What the task asks
Identify all lines of the data containing the string "Result" and copy them.

[Stored data]
==============================

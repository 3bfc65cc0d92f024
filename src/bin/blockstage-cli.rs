//! Blockstage CLI - run the stage from a terminal
//!
//! `demo` steps the default cast tick by tick and prints a JSON snapshot per
//! tick; `run` plays it in real time through the async driver.

use anyhow::Context;
use blockstage::runtime::driver::{Driver, DriverExit};
use blockstage::runtime::{Stage, StageConfig};
use clap::{Parser, Subcommand};
use parking_lot::Mutex;
use std::path::PathBuf;
use std::sync::Arc;
use std::time::Duration;

#[derive(Parser)]
#[command(name = "blockstage")]
#[command(about = "Tick-driven sprite animation runtime", long_about = None)]
struct Cli {
    /// JSON stage configuration (defaults apply when omitted)
    #[arg(short, long)]
    config: Option<PathBuf>,

    #[command(subcommand)]
    command: Commands,
}

#[derive(Subcommand)]
enum Commands {
    /// Step the default cast and print a snapshot after every tick
    Demo {
        /// Maximum number of ticks to run
        #[arg(short, long, default_value = "100")]
        ticks: usize,
    },

    /// Play the default cast in real time
    Run {
        /// Give up after this many seconds
        #[arg(short, long, default_value = "60")]
        seconds: u64,
    },

    /// Print the effective configuration
    Config,
}

fn load_config(path: Option<PathBuf>) -> anyhow::Result<StageConfig> {
    match path {
        Some(path) => StageConfig::load(&path)
            .with_context(|| format!("loading config from {}", path.display())),
        None => Ok(StageConfig::default()),
    }
}

#[tokio::main]
async fn main() -> anyhow::Result<()> {
    // Initialize tracing
    tracing_subscriber::fmt()
        .with_writer(std::io::stderr)
        .with_env_filter(
            tracing_subscriber::EnvFilter::from_default_env()
                .add_directive(tracing::Level::INFO.into()),
        )
        .init();

    let cli = Cli::parse();
    let config = load_config(cli.config)?;

    match cli.command {
        Commands::Demo { ticks } => {
            let mut stage = Stage::with_default_cast(config)?;
            stage.play();
            println!("{}", serde_json::to_string(&stage.snapshot())?);

            for _ in 0..ticks {
                if !stage.is_running() {
                    break;
                }
                let period = stage.config().tick_period();
                stage.advance_time(period);
                println!("{}", serde_json::to_string(&stage.snapshot())?);
            }
        }

        Commands::Run { seconds } => {
            let mut stage = Stage::with_default_cast(config)?;
            stage.subscribe(|event: &blockstage::runtime::StageEvent| {
                tracing::debug!(?event, "stage event");
            });
            stage.play();

            let shared = Arc::new(Mutex::new(stage));
            let exit = Driver::new(Arc::clone(&shared))
                .with_limit(Duration::from_secs(seconds))
                .run()
                .await;

            let snapshot = shared.lock().snapshot();
            println!("{}", serde_json::to_string_pretty(&snapshot)?);
            if exit == DriverExit::TimedOut {
                tracing::info!(seconds, "stopped at time limit");
            }
        }

        Commands::Config => {
            println!("{}", serde_json::to_string_pretty(&config)?);
        }
    }

    Ok(())
}
//! Tick scheduler state machine
//!
//! Tracks whether playback is running, which actors still have work, and
//! when the next tick is due on the virtual clock. A single periodic tick
//! serves every scheduled actor; unscheduling an actor is the equivalent of
//! cancelling its timer.

use serde::Serialize;
use std::collections::BTreeSet;
use std::time::Duration;

use super::actor::ActorId;

/// Global playback state
#[derive(Debug, Clone, Copy, PartialEq, Eq, Serialize)]
#[serde(rename_all = "snake_case")]
pub enum PlayState {
    /// Nothing runs
    Idle,
    /// Scheduled actors advance on every tick
    Running,
}

/// Periodic tick scheduler
#[derive(Debug)]
pub struct Scheduler {
    /// Current playback state
    state: PlayState,

    /// Actors that advance on the next tick
    scheduled: BTreeSet<ActorId>,

    /// Time between ticks
    period: Duration,

    /// Virtual time of the next tick while running
    next_tick_at: Option<Duration>,

    /// Ticks run since the last start
    ticks: u64,
}

impl Scheduler {
    /// Create an idle scheduler
    pub fn new(period: Duration) -> Self {
        Self {
            state: PlayState::Idle,
            scheduled: BTreeSet::new(),
            period,
            next_tick_at: None,
            ticks: 0,
        }
    }

    /// Current playback state
    pub fn state(&self) -> PlayState {
        self.state
    }

    /// Whether playback is running
    pub fn is_running(&self) -> bool {
        self.state == PlayState::Running
    }

    /// Enter `Running` with the given actors scheduled
    ///
    /// The first tick is due one period after `now`.
    pub fn start(&mut self, now: Duration, actors: impl IntoIterator<Item = ActorId>) {
        self.state = PlayState::Running;
        self.scheduled = actors.into_iter().collect();
        self.next_tick_at = Some(now + self.period);
        self.ticks = 0;
    }

    /// Enter `Idle`, dropping every scheduled actor
    pub fn stop(&mut self) {
        self.state = PlayState::Idle;
        self.scheduled.clear();
        self.next_tick_at = None;
    }

    /// Schedule an actor; ignored unless running
    pub fn schedule(&mut self, actor: ActorId) -> bool {
        self.is_running() && self.scheduled.insert(actor)
    }

    /// Stop advancing an actor
    pub fn unschedule(&mut self, actor: ActorId) -> bool {
        self.scheduled.remove(&actor)
    }

    /// Whether the actor advances on the next tick
    pub fn is_scheduled(&self, actor: ActorId) -> bool {
        self.scheduled.contains(&actor)
    }

    /// Snapshot of the scheduled actors in id order
    pub fn scheduled_ids(&self) -> Vec<ActorId> {
        self.scheduled.iter().copied().collect()
    }

    /// Number of scheduled actors
    pub fn scheduled_count(&self) -> usize {
        self.scheduled.len()
    }

    /// Virtual time of the next tick, if running
    pub fn next_tick_at(&self) -> Option<Duration> {
        self.next_tick_at
    }

    /// Record a tick run at `now` and schedule the following one
    pub fn tick_completed(&mut self, now: Duration) {
        self.ticks += 1;
        if self.is_running() {
            self.next_tick_at = Some(now + self.period);
        }
    }

    /// Ticks run since the last start
    pub fn ticks(&self) -> u64 {
        self.ticks
    }

    /// Go idle if running with no scheduled actors; returns whether it did
    pub fn finish_if_drained(&mut self) -> bool {
        if self.is_running() && self.scheduled.is_empty() {
            self.stop();
            true
        } else {
            false
        }
    }
}

#[cfg(test)]
mod tests {
    use super::*;

    #[test]
    fn test_start_schedules_first_tick_one_period_out() {
        let mut scheduler = Scheduler::new(Duration::from_millis(500));
        scheduler.start(Duration::from_secs(2), [ActorId(2), ActorId(1)]);

        assert!(scheduler.is_running());
        assert_eq!(scheduler.scheduled_ids(), vec![ActorId(1), ActorId(2)]);
        assert_eq!(scheduler.next_tick_at(), Some(Duration::from_millis(2500)));

        scheduler.tick_completed(Duration::from_millis(2500));
        assert_eq!(scheduler.next_tick_at(), Some(Duration::from_secs(3)));
        assert_eq!(scheduler.ticks(), 1);
    }

    #[test]
    fn test_schedule_ignored_while_idle() {
        let mut scheduler = Scheduler::new(Duration::from_millis(500));
        assert!(!scheduler.schedule(ActorId(1)));
        assert_eq!(scheduler.scheduled_count(), 0);
    }

    #[test]
    fn test_drained_scheduler_goes_idle() {
        let mut scheduler = Scheduler::new(Duration::from_millis(500));
        scheduler.start(Duration::ZERO, [ActorId(1)]);
        assert!(!scheduler.finish_if_drained());

        scheduler.unschedule(ActorId(1));
        assert!(scheduler.finish_if_drained());
        assert_eq!(scheduler.state(), PlayState::Idle);
        assert_eq!(scheduler.next_tick_at(), None);
    }
}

==============================

Answer to the problem
fn load_config(path: Option<PathBuf>) -> anyhow::Result<StageConfig> {
async fn main() -> anyhow::Result<()> {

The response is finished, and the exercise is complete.